* _AVAILABLE RECORDS_
━━━━━━━━

//! 所有リソース (post / comment) の更新・削除に対する認可判定。
//!
//! 純粋なポリシー判定:
//! - IO なし
//! - panic なし
//! - 所有リソースの種類によらず同じルール
//!
//! Update / Delete とも owner か ADMIN なら許可。匿名は `Unauthenticated`、
//! 認証済みだが権限なしは `Unauthorized` で拒否。
use std::fmt;

use thiserror::Error;

use super::CallerContext;

#[derive(Debug, Clone, Copy, PartialEq, Eq)]
pub enum Action {
    Update,
    Delete,
}

impl fmt::Display for Action {
    fn fmt(&self, f: &mut fmt::Formatter<'_>) -> fmt::Result {
        f.write_str(match self {
            Action::Update => "update",
            Action::Delete => "delete",
        })
    }
}

#[derive(Debug, Clone, Copy, PartialEq, Eq)]
pub enum DenyReason {
    Unauthenticated,
    Unauthorized,
}

#[derive(Debug, Clone, Copy, PartialEq, Eq)]
pub enum Decision {
    Allow,
    Deny(DenyReason),
}

impl Decision {
    pub fn is_allowed(&self) -> bool {
        matches!(self, Decision::Allow)
    }
}

#[derive(Debug, Error, Clone, Copy, PartialEq, Eq)]
pub enum AccessError {
    #[error("authentication required")]
    Unauthenticated,
    #[error("not allowed to {0} this resource")]
    Unauthorized(Action),
}

pub fn decide(caller: Option<&CallerContext>, owner_email: &str, action: Action) -> Decision {
    let Some(caller) = caller else {
        return Decision::Deny(DenyReason::Unauthenticated);
    };

    let is_owner = caller.email == owner_email;
    let allowed = match action {
        Action::Update | Action::Delete => is_owner || caller.is_admin(),
    };

    if allowed {
        Decision::Allow
    } else {
        Decision::Deny(DenyReason::Unauthorized)
    }
}

pub fn can_mutate(caller: Option<&CallerContext>, owner_email: &str, action: Action) -> bool {
    decide(caller, owner_email, action).is_allowed()
}

pub fn authorize(
    caller: Option<&CallerContext>,
    owner_email: &str,
    action: Action,
) -> Result<(), AccessError> {
    match decide(caller, owner_email, action) {
        Decision::Allow => Ok(()),
        Decision::Deny(DenyReason::Unauthenticated) => Err(AccessError::Unauthenticated),
        Decision::Deny(DenyReason::Unauthorized) => {
            tracing::info!(
                email = caller.map(|c| c.email.as_str()).unwrap_or_default(),
                owner = owner_email,
                %action,
                "access denied"
            );
            Err(AccessError::Unauthorized(action))
        }
    }
}

#[cfg(test)]
mod tests {
    use super::*;
    use crate::services::auth::Role;

    const ACTIONS: [Action; 2] = [Action::Update, Action::Delete];

    fn caller(email: &str, role: Role) -> CallerContext {
        CallerContext::new(email, role)
    }

    #[test]
    fn anonymous_is_always_unauthenticated() {
        for owner in ["a@x.com", "b@x.com", ""] {
            for action in ACTIONS {
                assert_eq!(
                    decide(None, owner, action),
                    Decision::Deny(DenyReason::Unauthenticated)
                );
                assert_eq!(
                    authorize(None, owner, action),
                    Err(AccessError::Unauthenticated)
                );
            }
        }
    }

    #[test]
    fn owner_may_update_with_any_role() {
        for role in [Role::User, Role::Admin] {
            let me = caller("a@x.com", role);
            assert!(can_mutate(Some(&me), "a@x.com", Action::Update));
        }
    }

    #[test]
    fn admin_may_update_anything() {
        let admin = caller("root@x.com", Role::Admin);
        assert!(can_mutate(Some(&admin), "a@x.com", Action::Update));
        assert!(can_mutate(Some(&admin), "b@x.com", Action::Update));
    }

    #[test]
    fn delete_follows_the_same_owner_or_admin_rule() {
        let owner = caller("a@x.com", Role::User);
        let stranger = caller("b@x.com", Role::User);
        let admin = caller("root@x.com", Role::Admin);

        assert!(can_mutate(Some(&owner), "a@x.com", Action::Delete));
        assert!(can_mutate(Some(&admin), "a@x.com", Action::Delete));
        assert_eq!(
            decide(Some(&stranger), "a@x.com", Action::Delete),
            Decision::Deny(DenyReason::Unauthorized)
        );
    }

    #[test]
    fn non_owner_user_is_unauthorized() {
        let stranger = caller("b@x.com", Role::User);
        for action in ACTIONS {
            assert_eq!(
                authorize(Some(&stranger), "a@x.com", action),
                Err(AccessError::Unauthorized(action))
            );
        }
    }

    #[test]
    fn ownership_match_is_exact() {
        let me = caller("a@x.com", Role::User);
        assert!(!can_mutate(Some(&me), "A@x.com", Action::Update));
        assert!(!can_mutate(Some(&me), "a@x.com ", Action::Delete));
    }
}
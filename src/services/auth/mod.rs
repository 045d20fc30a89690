pub mod access;
pub mod authenticator;
pub mod caller;
pub mod email;
pub mod error;
pub mod factory;
pub mod password;
pub mod role;
pub mod service;
pub mod token;

pub use access::{AccessError, Action, Decision, DenyReason};
pub use caller::CallerContext;
pub use email::normalize_email;
pub use error::AuthError;
pub use factory::build_auth_service;
pub use password::{PasswordError, PasswordService};
pub use role::Role;
pub use service::{AuthService, LoginOutcome};
pub use token::{
    AccessTokenClaims, IssueError, IssuedToken, TokenError, TokenIssuer, TokenValidator,
};
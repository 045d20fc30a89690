use std::sync::Arc;

use tracing::{debug, error, info};

use super::{
    AuthError, CallerContext, IssuedToken, PasswordService, Role, TokenIssuer, TokenValidator,
    authenticator,
};
use crate::repos::{CredentialStore, Identity, RepoError};

/// Result of a successful login.
#[derive(Debug, Clone)]
pub struct LoginOutcome {
    pub email: String,
    pub role: Role,
    pub access_token: IssuedToken,
}

/// Signup and login flows on top of the credential store.
///
/// Orchestrates:
/// - PasswordService (Argon2id hash/verify, run off the async executor)
/// - TokenIssuer (HS256 access tokens)
/// - TokenValidator (used by the request authenticator)
#[derive(Clone)]
pub struct AuthService {
    users: Arc<dyn CredentialStore>,
    passwords: PasswordService,
    issuer: TokenIssuer,
    validator: TokenValidator,
    // email が存在しない場合もこれで照合して、どちらの失敗でも同じ時間をかける
    dummy_hash: Arc<str>,
}

impl std::fmt::Debug for AuthService {
    fn fmt(&self, f: &mut std::fmt::Formatter<'_>) -> std::fmt::Result {
        f.debug_struct("AuthService")
            .field("issuer", &self.issuer)
            .field("validator", &self.validator)
            .finish_non_exhaustive()
    }
}

impl AuthService {
    pub fn new(
        users: Arc<dyn CredentialStore>,
        passwords: PasswordService,
        issuer: TokenIssuer,
        validator: TokenValidator,
    ) -> Result<Self, AuthError> {
        let dummy_hash = passwords.hash("dummy-password-for-unknown-identities")?;

        Ok(Self {
            users,
            passwords,
            issuer,
            validator,
            dummy_hash: dummy_hash.into(),
        })
    }

    /// Register a new identity with the USER role.
    pub async fn signup(&self, email: &str, password: &str) -> Result<(), AuthError> {
        self.register(email, password, Role::User).await
    }

    /// Register a new identity with an explicit role (admin provisioning).
    pub async fn register(&self, email: &str, password: &str, role: Role) -> Result<(), AuthError> {
        if self.users.exists_by_email(email).await? {
            debug!(email = %email, "signup rejected: identity exists");
            return Err(AuthError::DuplicateIdentity);
        }

        let password_hash = self.hash_off_thread(password).await?;

        let identity = Identity {
            email: email.to_string(),
            password_hash,
            role,
        };

        match self.users.save(&identity).await {
            Ok(()) => {
                info!(email = %email, role = %role, "identity registered");
                Ok(())
            }
            // 同じ email の signup と競合して負けた
            Err(RepoError::Conflict) => Err(AuthError::DuplicateIdentity),
            Err(e) => Err(e.into()),
        }
    }

    /// Verify credentials and mint an access token.
    pub async fn login(&self, email: &str, password: &str) -> Result<LoginOutcome, AuthError> {
        let identity = self.users.find_by_email(email).await?;

        let Some(identity) = identity else {
            let _ = self
                .verify_off_thread(password, self.dummy_hash.to_string())
                .await;
            debug!(email = %email, "login rejected: unknown identity");
            return Err(AuthError::InvalidCredentials);
        };

        let matches = self
            .verify_off_thread(password, identity.password_hash.clone())
            .await
            .inspect_err(|e| error!(email = %email, error = %e, "password verification failed"))?;

        if !matches {
            debug!(email = %email, "login rejected: wrong password");
            return Err(AuthError::InvalidCredentials);
        }

        let access_token = self
            .issuer
            .issue(&identity.email, identity.role)
            .map_err(|e| {
                error!(error = %e, "failed to issue access token");
                AuthError::Issue(e)
            })?;

        info!(email = %identity.email, role = %identity.role, "login succeeded");

        Ok(LoginOutcome {
            email: identity.email,
            role: identity.role,
            access_token,
        })
    }

    /// Entry point for the request authenticator.
    pub fn authenticate(&self, raw_header: Option<&str>) -> Option<CallerContext> {
        authenticator::authenticate(raw_header, &self.validator)
    }

    pub fn validator(&self) -> &TokenValidator {
        &self.validator
    }

    async fn hash_off_thread(&self, password: &str) -> Result<String, AuthError> {
        let passwords = self.passwords.clone();
        let password = password.to_string();

        let hash = tokio::task::spawn_blocking(move || passwords.hash(&password))
            .await
            .map_err(AuthError::Worker)??;

        Ok(hash)
    }

    async fn verify_off_thread(
        &self,
        password: &str,
        stored_hash: String,
    ) -> Result<bool, AuthError> {
        let passwords = self.passwords.clone();
        let password = password.to_string();

        let matches = tokio::task::spawn_blocking(move || passwords.verify(&password, &stored_hash))
            .await
            .map_err(AuthError::Worker)??;

        Ok(matches)
    }
}
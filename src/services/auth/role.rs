use std::fmt;

use serde::{Deserialize, Serialize};

/// Role carried by an identity and by every token issued for it.
///
/// Two-way branch only; checked explicitly by the access decision.
#[derive(Debug, Clone, Copy, PartialEq, Eq, Hash, Serialize, Deserialize)]
#[serde(rename_all = "UPPERCASE")]
pub enum Role {
    User,
    Admin,
}

impl Role {
    pub fn as_str(&self) -> &'static str {
        match self {
            Role::User => "USER",
            Role::Admin => "ADMIN",
        }
    }

    /// Parse the stored/wire form (`USER` / `ADMIN`).
    pub fn parse(raw: &str) -> Option<Self> {
        match raw {
            "USER" => Some(Role::User),
            "ADMIN" => Some(Role::Admin),
            _ => None,
        }
    }

    pub fn is_admin(&self) -> bool {
        matches!(self, Role::Admin)
    }
}

impl fmt::Display for Role {
    fn fmt(&self, f: &mut fmt::Formatter<'_>) -> fmt::Result {
        f.write_str(self.as_str())
    }
}
/*
 * Responsibility
 * - signup / login の request / response DTO
 * - validate() は形式チェックのみ (資格情報の照合は AuthService 側)
 * - 長さ制限は byte 数ではなく文字数で数える
 */
use serde::{Deserialize, Serialize};

use crate::services::auth::{Role, normalize_email};

const MAX_PASSWORD_CHARS: usize = 128;

#[derive(Debug, Deserialize)]
pub struct SignupRequest {
    pub email: String,
    pub password: String,
}

impl SignupRequest {
    pub fn validate(&self) -> Result<(), &'static str> {
        normalize_email(&self.email)?;
        if self.password.is_empty() {
            return Err("password is required");
        }
        if self.password.chars().count() > MAX_PASSWORD_CHARS {
            return Err("password must be <= 128 chars");
        }
        Ok(())
    }
}

#[derive(Debug, Deserialize)]
pub struct LoginRequest {
    pub email: String,
    pub password: String,
}

impl LoginRequest {
    pub fn validate(&self) -> Result<(), &'static str> {
        normalize_email(&self.email)?;
        if self.password.is_empty() {
            return Err("password is required");
        }
        Ok(())
    }
}

#[derive(Debug, Serialize)]
pub struct SignupResponse {
    pub email: String,
    pub role: Role,
}

#[derive(Debug, Serialize)]
pub struct LoginResponse {
    pub email: String,
    pub role: Role,
    pub token: String,
    /// Always "Bearer"
    pub token_type: &'static str,
    /// Seconds until expiry.
    pub expires_in: u64,
}

#[derive(Debug, Serialize)]
pub struct MeResponse {
    pub email: String,
    pub role: Role,
}
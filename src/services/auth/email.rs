/*
 * Responsibility
 * - identity key (email) の正規化と形式チェック
 * - signup / login DTO と BOOTSTRAP_ADMIN_EMAIL で同じ規則を使う
 * - 大文字小文字は畳まない (owner 比較は完全一致)
 */

pub const MAX_EMAIL_CHARS: usize = 255;

/// Trim `raw` and check it looks like `local@domain`.
///
/// Returns the trimmed address, which is the form stored and compared everywhere.
pub fn normalize_email(raw: &str) -> Result<&str, &'static str> {
    let email = raw.trim();
    if email.is_empty() {
        return Err("email is required");
    }
    if email.chars().count() > MAX_EMAIL_CHARS {
        return Err("email must be <= 255 chars");
    }
    match email.split_once('@') {
        Some((local, domain)) if !local.is_empty() && !domain.is_empty() => Ok(email),
        _ => Err("email is not a valid address"),
    }
}

#[cfg(test)]
mod tests {
    use super::*;

    #[test]
    fn surrounding_whitespace_is_dropped() {
        assert_eq!(normalize_email("  a@x.com \t"), Ok("a@x.com"));
    }

    #[test]
    fn case_is_preserved() {
        assert_eq!(normalize_email("A@X.com"), Ok("A@X.com"));
    }

    #[test]
    fn malformed_addresses_are_rejected() {
        assert_eq!(normalize_email("   "), Err("email is required"));
        for raw in ["no-at-sign", "@x.com", "a@"] {
            assert_eq!(normalize_email(raw), Err("email is not a valid address"), "{raw}");
        }
    }

    #[test]
    fn limit_counts_characters_not_bytes() {
        // 3 bytes per char in UTF-8
        let local = "가".repeat(MAX_EMAIL_CHARS - 2);
        let ok = format!("{local}@x");
        assert!(ok.len() > MAX_EMAIL_CHARS);
        assert_eq!(normalize_email(&ok), Ok(ok.as_str()));

        let too_long = format!("{local}가@x");
        assert_eq!(normalize_email(&too_long), Err("email must be <= 255 chars"));
    }
}
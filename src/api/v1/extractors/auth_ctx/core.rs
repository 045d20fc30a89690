use std::convert::Infallible;

use axum::extract::FromRequestParts;
use axum::http::request::Parts;

use crate::error::AppError;
use crate::services::auth::CallerContext;
use crate::state::AppState;

use super::types::{MaybeCaller, RequireCaller};

fn caller_from(parts: &Parts) -> Option<CallerContext> {
    parts.extensions.get::<CallerContext>().cloned()
}

impl FromRequestParts<AppState> for MaybeCaller {
    type Rejection = Infallible;

    async fn from_request_parts(
        parts: &mut Parts,
        _state: &AppState,
    ) -> Result<Self, Self::Rejection> {
        Ok(MaybeCaller(caller_from(parts)))
    }
}

/// Missing context means anonymous (no/invalid token) or the authenticator is not mounted.
impl FromRequestParts<AppState> for RequireCaller {
    type Rejection = AppError;

    async fn from_request_parts(
        parts: &mut Parts,
        _state: &AppState,
    ) -> Result<Self, Self::Rejection> {
        caller_from(parts)
            .map(RequireCaller)
            .ok_or(AppError::Unauthenticated)
    }
}
/*
 * Responsibility
 * - handler / service 共通の AppError
 * - IntoResponse (HTTP status / JSON エラーボディ)
 * - repo / auth / access / id のエラーを呼び出し元に見せる形に畳む
 *   (hash, 鍵, トークン, DB メッセージは絶対に返さない)
 */
use axum::{
    Json,
    http::StatusCode,
    response::{IntoResponse, Response},
};
use serde::Serialize;
use thiserror::Error;

use crate::repos::RepoError;
use crate::services::auth::{AccessError, AuthError};
use crate::services::id_codec::IdCodecError;

#[derive(Debug, Serialize)]
pub struct ErrorResponse {
    pub error: ErrorBody,
}

#[derive(Debug, Serialize)]
pub struct ErrorBody {
    pub code: &'static str,
    pub message: String,
}

#[derive(Debug, Error)]
pub enum AppError {
    #[error("{code}: {message}")]
    BadRequest { code: &'static str, message: String },
    #[error("invalid email or password")]
    InvalidCredentials,
    #[error("authentication required")]
    Unauthenticated,
    #[error("not allowed to perform this action")]
    Unauthorized,
    #[error("{resource} not found")]
    NotFound { resource: &'static str },
    #[error("identity already exists")]
    DuplicateIdentity,
    #[error("internal server error")]
    Internal,
}

impl AppError {
    pub fn bad_request(code: &'static str, message: impl Into<String>) -> Self {
        Self::BadRequest {
            code,
            message: message.into(),
        }
    }

    pub fn validation(message: impl Into<String>) -> Self {
        Self::bad_request("VALIDATION_ERROR", message)
    }

    pub fn not_found(resource: &'static str) -> Self {
        Self::NotFound { resource }
    }

    pub fn status(&self) -> StatusCode {
        match self {
            AppError::BadRequest { .. } => StatusCode::BAD_REQUEST,
            AppError::InvalidCredentials | AppError::Unauthenticated => StatusCode::UNAUTHORIZED,
            AppError::Unauthorized => StatusCode::FORBIDDEN,
            AppError::NotFound { .. } => StatusCode::NOT_FOUND,
            AppError::DuplicateIdentity => StatusCode::CONFLICT,
            AppError::Internal => StatusCode::INTERNAL_SERVER_ERROR,
        }
    }

    pub fn code(&self) -> &'static str {
        match self {
            AppError::BadRequest { code, .. } => *code,
            AppError::InvalidCredentials => "INVALID_CREDENTIALS",
            AppError::Unauthenticated => "UNAUTHENTICATED",
            AppError::Unauthorized => "UNAUTHORIZED",
            AppError::NotFound { .. } => "NOT_FOUND",
            AppError::DuplicateIdentity => "DUPLICATE_IDENTITY",
            AppError::Internal => "INTERNAL_SERVER_ERROR",
        }
    }
}

impl IntoResponse for AppError {
    fn into_response(self) -> Response {
        let status = self.status();
        let code = self.code();
        let message = match self {
            AppError::BadRequest { message, .. } => message,
            other => other.to_string(),
        };
        let body = ErrorResponse {
            error: ErrorBody { code, message },
        };

        (status, Json(body)).into_response()
    }
}

impl From<RepoError> for AppError {
    fn from(e: RepoError) -> Self {
        tracing::error!(error = ?e, "repository failure");
        AppError::Internal
    }
}

impl From<AuthError> for AppError {
    fn from(e: AuthError) -> Self {
        match e {
            AuthError::InvalidCredentials => AppError::InvalidCredentials,
            AuthError::DuplicateIdentity => AppError::DuplicateIdentity,
            AuthError::Repo(e) => e.into(),
            other => {
                tracing::error!(error = ?other, "auth failure");
                AppError::Internal
            }
        }
    }
}

impl From<AccessError> for AppError {
    fn from(e: AccessError) -> Self {
        match e {
            AccessError::Unauthenticated => AppError::Unauthenticated,
            AccessError::Unauthorized(_) => AppError::Unauthorized,
        }
    }
}

impl From<IdCodecError> for AppError {
    fn from(e: IdCodecError) -> Self {
        match e {
            // クライアントが不正な公開 ID を渡した (例: /posts/{id})
            IdCodecError::DecodeInvalidFormat | IdCodecError::DecodeOutOfRange => {
                AppError::bad_request("INVALID_PUBLIC_ID", "invalid id")
            }
            other => {
                tracing::error!(error = %other, "id codec failure");
                AppError::Internal
            }
        }
    }
}
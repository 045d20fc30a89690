/*
 * Responsibility
 *  - core と types を束ねる
 *  - handler から見える範囲を制御する
 */
mod core;
mod types;

pub use types::*;
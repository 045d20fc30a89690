//! HTTP レベルの横断的な middleware。Router 全体に掛ける。
//!
//! - Request-Id の生成と伝播 (`x-request-id`)
//! - アクセスログ (TraceLayer)
//! - body サイズ上限とリクエストタイムアウト
//! - CORS (development は全許可、production は allowlist。credentials は常に不可)
//!   エラー変換スタックの外側に router.layer で掛ける
//! - 基本的なセキュリティ系レスポンスヘッダ
//!
//! タイムアウトは transport 側の責務で、auth core 自体は期限を持たない。

use std::time::Duration;

use axum::Router;
use axum::error_handling::HandleErrorLayer;
use axum::http::{HeaderName, HeaderValue, Method, StatusCode, header};
use tower::timeout::TimeoutLayer;
use tower::{BoxError, ServiceBuilder};
use tower_http::cors::{AllowOrigin, Any, CorsLayer};
use tower_http::limit::RequestBodyLimitLayer;
use tower_http::request_id::{MakeRequestUuid, PropagateRequestIdLayer, SetRequestIdLayer};
use tower_http::set_header::SetResponseHeaderLayer;
use tower_http::trace::TraceLayer;

use crate::config::Config;

const REQUEST_ID_HEADER: &str = "x-request-id";
const BODY_LIMIT_BYTES: usize = 1024 * 1024;

pub fn apply(router: Router, config: &Config) -> Router {
    let request_id_header = HeaderName::from_static(REQUEST_ID_HEADER);

    let layers = ServiceBuilder::new()
        // エラーをレスポンスに変換して service のエラー型を `Infallible` にする
        .layer(HandleErrorLayer::new(|err: BoxError| async move {
            if err.is::<tower::timeout::error::Elapsed>() {
                StatusCode::REQUEST_TIMEOUT
            } else {
                tracing::error!(error = %err, "unhandled middleware error");
                StatusCode::INTERNAL_SERVER_ERROR
            }
        }))
        .layer(SetRequestIdLayer::new(
            request_id_header.clone(),
            MakeRequestUuid,
        ))
        .layer(PropagateRequestIdLayer::new(request_id_header))
        .layer(TraceLayer::new_for_http())
        .layer(RequestBodyLimitLayer::new(BODY_LIMIT_BYTES))
        .layer(TimeoutLayer::new(Duration::from_secs(
            config.request_timeout_seconds,
        )));

    router
        .layer(layers)
        .layer(cors_layer(config))
        .layer(SetResponseHeaderLayer::if_not_present(
            header::X_CONTENT_TYPE_OPTIONS,
            HeaderValue::from_static("nosniff"),
        ))
        .layer(SetResponseHeaderLayer::if_not_present(
            header::X_FRAME_OPTIONS,
            HeaderValue::from_static("DENY"),
        ))
        .layer(SetResponseHeaderLayer::if_not_present(
            header::REFERRER_POLICY,
            HeaderValue::from_static("no-referrer"),
        ))
}

fn cors_layer(config: &Config) -> CorsLayer {
    let cors = if config.app_env.is_production() {
        // allowlist が空ならどの origin も許可しない
        let allowed: Vec<HeaderValue> = config
            .cors_allowed_origins
            .iter()
            .filter_map(|s| HeaderValue::from_str(s).ok())
            .collect();
        CorsLayer::new().allow_origin(AllowOrigin::list(allowed))
    } else {
        CorsLayer::new().allow_origin(Any)
    };

    cors.allow_methods([
        Method::GET,
        Method::POST,
        Method::PUT,
        Method::DELETE,
        Method::OPTIONS,
    ])
    .allow_headers([
        header::AUTHORIZATION,
        header::CONTENT_TYPE,
        header::ACCEPT,
        HeaderName::from_static(REQUEST_ID_HEADER),
    ])
    .max_age(Duration::from_secs(60 * 10))
}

━━━━━━━━

Show the lines above that include "middleware".

//! HTTP レベルの横断的な middleware。Router 全体に掛ける。
                tracing::error!(error = %err, "unhandled middleware error");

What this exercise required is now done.